Hi all, I hope everyone is doing well. I've been looking over all of the information regarding CBT and Hyp. and I really want to give Mike's tapes a try. My doctor doesn't really think they will help because they are general and not specific to me. Also, I know $100 isn't a lot of money but as a completely flat broke student (as in I have less than $2 in my bank account and only $45 in my wallet that I'll be using for gas anyways) its a big decision for me to make as to whether or not to order the tapes. Any money I do weasel out of my parents goes straight to buying probiotics, Ibergast and other OTC remedies that get me through the day. Ever since I had to quit my job because of IBS I have spiralled into uncontrollable debt.I've pretty much decided that the tapes are worth a try, but before I max out my last credit card (which by the way I have no way of paying monthly payments on), I just wanted to know what the specific results were for people. What I mean is, did the frequency of attacks decrease?How long was it untill you started to see results?Most importantly (for me) did it help at all in terms of social anxiety/fear of having to go?In all honesty, do you think I should use the last financial resources available to me to buy these tapes?Oh, and I don't know if anyone has tried, but would it be possible to copy the cds onto my computer and then put them on my ipod?
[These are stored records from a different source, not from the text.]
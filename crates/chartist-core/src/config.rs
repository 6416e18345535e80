//! 실행 설정 관리.
//!
//! 설정 파일(TOML/YAML/JSON)은 `config` 크레이트로 로드하며, `CHARTIST__`
//! 접두사 환경 변수로 개별 값을 덮어쓸 수 있습니다
//! (예: `CHARTIST__BACKTEST__INITIAL_CASH=5000000`).
//!
//! 범위를 벗어난 값은 시뮬레이션이 시작되기 전에 [`ChartistError::Config`]로
//! 즉시 실패합니다.

use std::collections::BTreeMap;
use std::path::Path;

use chrono::{Duration, NaiveDate};
use serde::{Deserialize, Serialize};

use crate::domain::{Instrument, InstrumentType, DEFAULT_LOT_SIZE};
use crate::error::{ChartistError, ChartistResult};

/// 스캔 시 날짜 필터 이전에 확보할 여유 봉 수.
const SCAN_WARMUP_DAYS: usize = 200;

/// 전체 실행 설정.
#[derive(Debug, Clone, Default, Deserialize, Serialize)]
pub struct RunConfig {
    /// 백테스트 설정
    #[serde(default)]
    pub backtest: BacktestSection,
    /// 전략 설정
    #[serde(default)]
    pub strategy: StrategySection,
}

/// `[backtest]` 섹션.
#[derive(Debug, Clone, Deserialize, Serialize)]
pub struct BacktestSection {
    /// 로드할 최근 봉 수
    #[serde(default = "default_days")]
    pub days: usize,
    /// 시작일 (포함)
    #[serde(default)]
    pub start: Option<NaiveDate>,
    /// 종료일 (포함)
    #[serde(default)]
    pub end: Option<NaiveDate>,
    /// 초기 현금
    #[serde(default = "default_initial_cash")]
    pub initial_cash: f64,
    /// 진입 시 사용할 현금 비율 (0, 1]
    #[serde(default = "default_position_pct")]
    pub position_pct: f64,
    /// 슬리피지 (bp)
    #[serde(default = "default_slippage_bps")]
    pub slippage_bps: f64,
    /// 수수료 (bp)
    #[serde(default = "default_commission_bps")]
    pub commission_bps: f64,
    /// 주식 매매 단위
    #[serde(default = "default_stock_lot_size")]
    pub stock_lot_size: i64,
    /// 선물 계약 승수
    #[serde(default = "default_futures_multiplier")]
    pub futures_multiplier: f64,
    /// 선물 증거금률 (0, 1]
    #[serde(default = "default_futures_margin_rate")]
    pub futures_margin_rate: f64,
    /// 대상 종목
    #[serde(default)]
    pub instruments: InstrumentLists,
}

/// 유형별 종목 코드 목록.
#[derive(Debug, Clone, Default, Deserialize, Serialize)]
pub struct InstrumentLists {
    /// 주식 코드
    #[serde(default)]
    pub stocks: Vec<String>,
    /// 선물 코드
    #[serde(default)]
    pub futures: Vec<String>,
}

/// `[strategy]` 섹션.
///
/// 매개변수 검증은 전략 생성 시점에 수행됩니다.
#[derive(Debug, Clone, Deserialize, Serialize)]
pub struct StrategySection {
    /// 전략 유형 (`support_resistance`, `patterns`)
    #[serde(rename = "type", default = "default_strategy_type")]
    pub strategy_type: String,
    /// 전략 매개변수
    #[serde(default)]
    pub params: serde_json::Value,
}

// 설정 기본값 함수들 (serde default용)
fn default_days() -> usize {
    5000
}
fn default_initial_cash() -> f64 {
    1_000_000.0
}
fn default_position_pct() -> f64 {
    1.0
}
fn default_slippage_bps() -> f64 {
    5.0
}
fn default_commission_bps() -> f64 {
    1.0
}
fn default_stock_lot_size() -> i64 {
    DEFAULT_LOT_SIZE
}
fn default_futures_multiplier() -> f64 {
    1.0
}
fn default_futures_margin_rate() -> f64 {
    1.0
}
fn default_strategy_type() -> String {
    "support_resistance".to_string()
}

impl Default for BacktestSection {
    fn default() -> Self {
        Self {
            days: default_days(),
            start: None,
            end: None,
            initial_cash: default_initial_cash(),
            position_pct: default_position_pct(),
            slippage_bps: default_slippage_bps(),
            commission_bps: default_commission_bps(),
            stock_lot_size: default_stock_lot_size(),
            futures_multiplier: default_futures_multiplier(),
            futures_margin_rate: default_futures_margin_rate(),
            instruments: InstrumentLists::default(),
        }
    }
}

impl Default for StrategySection {
    fn default() -> Self {
        Self {
            strategy_type: default_strategy_type(),
            params: serde_json::Value::Null,
        }
    }
}

impl RunConfig {
    /// 파일과 환경 변수에서 설정을 로드합니다.
    ///
    /// 파일 형식은 확장자(`.toml`, `.yaml`, `.yml`, `.json`)로 판단합니다.
    pub fn load<P: AsRef<Path>>(path: P) -> ChartistResult<Self> {
        let path = path.as_ref();
        if !path.exists() {
            return Err(ChartistError::Config(format!(
                "설정 파일을 찾을 수 없습니다: {}",
                path.display()
            )));
        }

        let builder = config::Config::builder()
            .add_source(config::File::from(path))
            .add_source(
                config::Environment::with_prefix("CHARTIST")
                    .separator("__")
                    .try_parsing(true),
            );

        let config: Self = builder.build()?.try_deserialize()?;
        config.validate()?;
        Ok(config)
    }

    /// TOML 문자열에서 설정을 로드합니다.
    pub fn from_toml_str(content: &str) -> ChartistResult<Self> {
        let config: Self = config::Config::builder()
            .add_source(config::File::from_str(content, config::FileFormat::Toml))
            .build()?
            .try_deserialize()?;
        config.validate()?;
        Ok(config)
    }

    /// `[backtest]` 섹션의 범위를 검증합니다.
    pub fn validate(&self) -> ChartistResult<()> {
        let b = &self.backtest;

        check(b.days > 0 && b.days <= 50_000, "backtest.days", "(0, 50000]", b.days)?;
        check(b.initial_cash > 0.0, "backtest.initial_cash", "> 0", b.initial_cash)?;
        check(
            b.position_pct > 0.0 && b.position_pct <= 1.0,
            "backtest.position_pct",
            "(0, 1]",
            b.position_pct,
        )?;
        check(
            (0.0..=500.0).contains(&b.slippage_bps),
            "backtest.slippage_bps",
            "[0, 500]",
            b.slippage_bps,
        )?;
        check(
            (0.0..=500.0).contains(&b.commission_bps),
            "backtest.commission_bps",
            "[0, 500]",
            b.commission_bps,
        )?;
        check(b.stock_lot_size > 0, "backtest.stock_lot_size", "> 0", b.stock_lot_size)?;
        check(
            b.futures_multiplier > 0.0 && b.futures_multiplier <= 100_000.0,
            "backtest.futures_multiplier",
            "(0, 100000]",
            b.futures_multiplier,
        )?;
        check(
            b.futures_margin_rate > 0.0 && b.futures_margin_rate <= 1.0,
            "backtest.futures_margin_rate",
            "(0, 1]",
            b.futures_margin_rate,
        )?;

        if let (Some(start), Some(end)) = (b.start, b.end) {
            if end < start {
                return Err(ChartistError::Config(format!(
                    "backtest.end({end})가 backtest.start({start})보다 앞섭니다"
                )));
            }
        }

        if self.instruments().is_empty() {
            return Err(ChartistError::Config(
                "backtest.instruments가 비어 있습니다".to_string(),
            ));
        }

        Ok(())
    }

    /// 설정된 종목 목록을 생성합니다.
    ///
    /// 선물 코드는 정규화되고, (유형, 코드) 기준으로 중복이 제거되며
    /// 유형 → 코드 순으로 정렬됩니다.
    pub fn instruments(&self) -> Vec<Instrument> {
        let b = &self.backtest;
        merge_instruments(&[], &b.instruments.stocks, &b.instruments.futures)
            .into_iter()
            .map(|mut inst| {
                match inst.instrument_type {
                    InstrumentType::Stock => inst.lot_size = b.stock_lot_size,
                    InstrumentType::Futures => inst.multiplier = b.futures_multiplier,
                }
                inst
            })
            .collect()
    }

    /// 최근 N일 스캔 구간을 적용합니다.
    ///
    /// 종료일은 `today`, 시작일은 `today - scan_days`이며, 휴장일을 감안해
    /// 로드할 봉 수를 최소 `scan_days + 200`으로 늘립니다.
    pub fn apply_scan_days(&mut self, scan_days: usize, today: NaiveDate) {
        if scan_days == 0 {
            return;
        }
        let start = today - Duration::days(scan_days as i64);
        self.backtest.start = Some(start);
        self.backtest.end = Some(today);
        self.backtest.days = self.backtest.days.max(scan_days + SCAN_WARMUP_DAYS);
    }
}

fn check(ok: bool, field: &str, expect: &str, value: impl std::fmt::Display) -> ChartistResult<()> {
    if ok {
        Ok(())
    } else {
        Err(ChartistError::Config(format!(
            "{field}={value} 값이 허용 범위 {expect}를 벗어났습니다"
        )))
    }
}

/// 선물 코드를 `nf_<영문 대문자><숫자>` 형식으로 정규화합니다.
///
/// `pp2605` → `nf_PP2605`, `NF_au0` → `nf_AU0`. 형식에 맞지 않는 코드는
/// 앞뒤 공백만 제거하여 그대로 반환합니다.
pub fn normalize_futures_code(code: &str) -> String {
    let code = code.trim();
    if code.is_empty() {
        return String::new();
    }

    let prefixed = code
        .get(..3)
        .map_or(false, |prefix| prefix.eq_ignore_ascii_case("nf_"));
    if prefixed {
        let rest = code[3..].trim();
        return match split_short_code(rest) {
            Some((letters, digits)) => format!("nf_{}{}", letters.to_ascii_uppercase(), digits),
            None => format!("nf_{rest}"),
        };
    }

    match split_short_code(code) {
        Some((letters, digits)) => format!("nf_{}{}", letters.to_ascii_uppercase(), digits),
        None => code.to_string(),
    }
}

fn split_short_code(code: &str) -> Option<(&str, &str)> {
    let split = code.find(|c: char| !c.is_ascii_alphabetic())?;
    if split == 0 {
        return None;
    }
    let (letters, digits) = code.split_at(split);
    if digits.chars().all(|c| c.is_ascii_digit()) {
        Some((letters, digits))
    } else {
        None
    }
}

/// 기존 종목 목록에 주식/선물 코드를 병합합니다.
///
/// 새로 추가되는 주식의 매매 단위와 선물의 승수는 기존 목록에서 처음 발견된
/// 양수 값을 따르고, 없으면 100 / 1을 사용합니다. 이미 있는 (유형, 코드)는
/// 덮어쓰지 않습니다.
pub fn merge_instruments(
    existing: &[Instrument],
    stocks: &[String],
    futures: &[String],
) -> Vec<Instrument> {
    let stock_lot = existing
        .iter()
        .find(|i| i.instrument_type == InstrumentType::Stock && i.lot_size > 0)
        .map_or(DEFAULT_LOT_SIZE, |i| i.lot_size);
    let futures_mult = existing
        .iter()
        .find(|i| i.instrument_type == InstrumentType::Futures && i.multiplier > 0.0)
        .map_or(1.0, |i| i.multiplier);

    let mut merged: BTreeMap<(InstrumentType, String), Instrument> = existing
        .iter()
        .map(|i| ((i.instrument_type, i.symbol.clone()), i.clone()))
        .collect();

    for symbol in stocks.iter().map(|s| s.trim()).filter(|s| !s.is_empty()) {
        merged
            .entry((InstrumentType::Stock, symbol.to_string()))
            .or_insert_with(|| Instrument::stock(symbol).with_lot_size(stock_lot));
    }
    for symbol in futures
        .iter()
        .map(|s| normalize_futures_code(s))
        .filter(|s| !s.is_empty())
    {
        merged
            .entry((InstrumentType::Futures, symbol.clone()))
            .or_insert_with(|| Instrument::futures(symbol, futures_mult));
    }

    merged.into_values().collect()
}

#[cfg(test)]
mod tests {
    use super::*;

    const SAMPLE: &str = r#"
[backtest]
days = 800
start = "2023-01-01"
end = "2024-06-30"
initial_cash = 2000000
slippage_bps = 3
futures_multiplier = 100
futures_margin_rate = 0.12

[backtest.instruments]
stocks = ["600519", "000001", "600519"]
futures = ["i2605", "nf_MA0"]

[strategy]
type = "patterns"

[strategy.params]
lookback = 120
"#;

    #[test]
    fn test_load_from_toml() {
        let config = RunConfig::from_toml_str(SAMPLE).unwrap();

        assert_eq!(config.backtest.days, 800);
        assert_eq!(config.backtest.initial_cash, 2_000_000.0);
        assert_eq!(config.backtest.position_pct, 1.0);
        assert_eq!(config.backtest.commission_bps, 1.0);
        assert_eq!(
            config.backtest.start,
            NaiveDate::from_ymd_opt(2023, 1, 1)
        );
        assert_eq!(config.strategy.strategy_type, "patterns");
        assert_eq!(config.strategy.params["lookback"], 120);
    }

    #[test]
    fn test_instruments_are_merged_and_sorted() {
        let config = RunConfig::from_toml_str(SAMPLE).unwrap();
        let instruments = config.instruments();

        let symbols: Vec<&str> = instruments.iter().map(|i| i.symbol.as_str()).collect();
        assert_eq!(symbols, vec!["000001", "600519", "nf_I2605", "nf_MA0"]);
        assert_eq!(instruments[0].lot_size, 100);
        assert_eq!(instruments[2].multiplier, 100.0);
        assert!(instruments[2].allow_short);
    }

    #[test]
    fn test_validation_rejects_out_of_range() {
        let mut config = RunConfig::from_toml_str(SAMPLE).unwrap();
        config.backtest.position_pct = 1.5;
        assert!(config.validate().is_err());

        let mut config = RunConfig::from_toml_str(SAMPLE).unwrap();
        config.backtest.slippage_bps = f64::NAN;
        assert!(config.validate().is_err());

        let mut config = RunConfig::from_toml_str(SAMPLE).unwrap();
        config.backtest.end = NaiveDate::from_ymd_opt(2022, 1, 1);
        assert!(config.validate().is_err());
    }

    #[test]
    fn test_empty_instruments_is_config_error() {
        let err = RunConfig::from_toml_str("[backtest]\ndays = 100\n").unwrap_err();
        assert!(err.is_config());
    }

    #[test]
    fn test_normalize_futures_code() {
        assert_eq!(normalize_futures_code("pp2605"), "nf_PP2605");
        assert_eq!(normalize_futures_code(" NF_au0 "), "nf_AU0");
        assert_eq!(normalize_futures_code("nf_"), "nf_");
        assert_eq!(normalize_futures_code("600519"), "600519");
        assert_eq!(normalize_futures_code(""), "");
    }

    #[test]
    fn test_merge_keeps_existing_entries() {
        let existing = vec![Instrument::futures("nf_I0", 100.0).with_allow_short(false)];
        let merged = merge_instruments(&existing, &[], &["I0".to_string(), "rb0".to_string()]);

        assert_eq!(merged.len(), 2);
        assert!(!merged[0].allow_short);
        assert_eq!(merged[1].symbol, "nf_RB0");
        assert_eq!(merged[1].multiplier, 100.0);
    }

    #[test]
    fn test_apply_scan_days() {
        let mut config = RunConfig::from_toml_str(SAMPLE).unwrap();
        let today = NaiveDate::from_ymd_opt(2024, 7, 1).unwrap();
        config.apply_scan_days(30, today);

        assert_eq!(config.backtest.end, Some(today));
        assert_eq!(config.backtest.start, NaiveDate::from_ymd_opt(2024, 6, 1));
        assert_eq!(config.backtest.days, 800);

        config.apply_scan_days(1000, today);
        assert_eq!(config.backtest.days, 1200);
    }
}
As a child of the technology revolution, I don't own a cd player!! I'd have to listen to the cds on my laptop.Anyways, I'm hoping someone can guide me into the right direction, and again, I hope you all are finding success in your own battles.ThanksPS: I was talking to my sister and she was telling me to adopt on of the foundational practices found in that book "The Secret" that Oprah and all the rest have been talking about. It says that in order to find positive change in your life, you should write down your goal on a peice of paper small enough to carry around with you and laminate it. You're supposed to look at it several times a day. I've made mine and it says: "Today is a good day and I feel great. I am happy and healthy today."At the very least it takes me away from negative thoughts, even if only temporarily!


----------



## cookies4marilyn

sucky said:


> Hi all, I hope everyone is doing well. I've been looking over all of the information regarding CBT and Hyp. and I really want to give Mike's tapes a try. My doctor doesn't really think they will help because they are general and not specific to me. Also, I know $100 isn't a lot of money but as a completely flat broke student (as in I have less than $2 in my bank account and only $45 in my wallet that I'll be using for gas anyways) its a big decision for me to make as to whether or not to order the tapes. Any money I do weasel out of my parents goes straight to buying probiotics, Ibergast and other OTC remedies that get me through the day. Ever since I had to quit my job because of IBS I have spiralled into uncontrollable debt.I've pretty much decided that the tapes are worth a try, but before I max out my last credit card (which by the way I have no way of paying monthly payments on), I just wanted to know what the specific results were for people. What I mean is, did the frequency of attacks decrease?How long was it untill you started to see results?Most importantly (for me) did it help at all in terms of social anxiety/fear of having to go?In all honesty, do you think I should use the last financial resources available to me to buy these tapes?Oh, and I don't know if anyone has tried, but would it be possible to copy the cds onto my computer and then put them on my ipod? As a child of the technology revolution, I don't own a cd player!! I'd have to listen to the cds on my laptop.Anyways, I'm hoping someone can guide me into the right direction, and again, I hope you all are finding success in your own battles.ThanksPS: I was talking to my sister and she was telling me to adopt on of the foundational practices found in that book "The Secret" that Oprah and all the rest have been talking about. It says that in order to find positive change in your life, you should write down your goal on a peice of paper small enough to carry around with you and laminate it. You're supposed to look at it several times a day. I've made mine and it says: "Today is a good day and I feel great. I am happy and healthy today."At the very least it takes me away from negative thoughts, even if only temporarily!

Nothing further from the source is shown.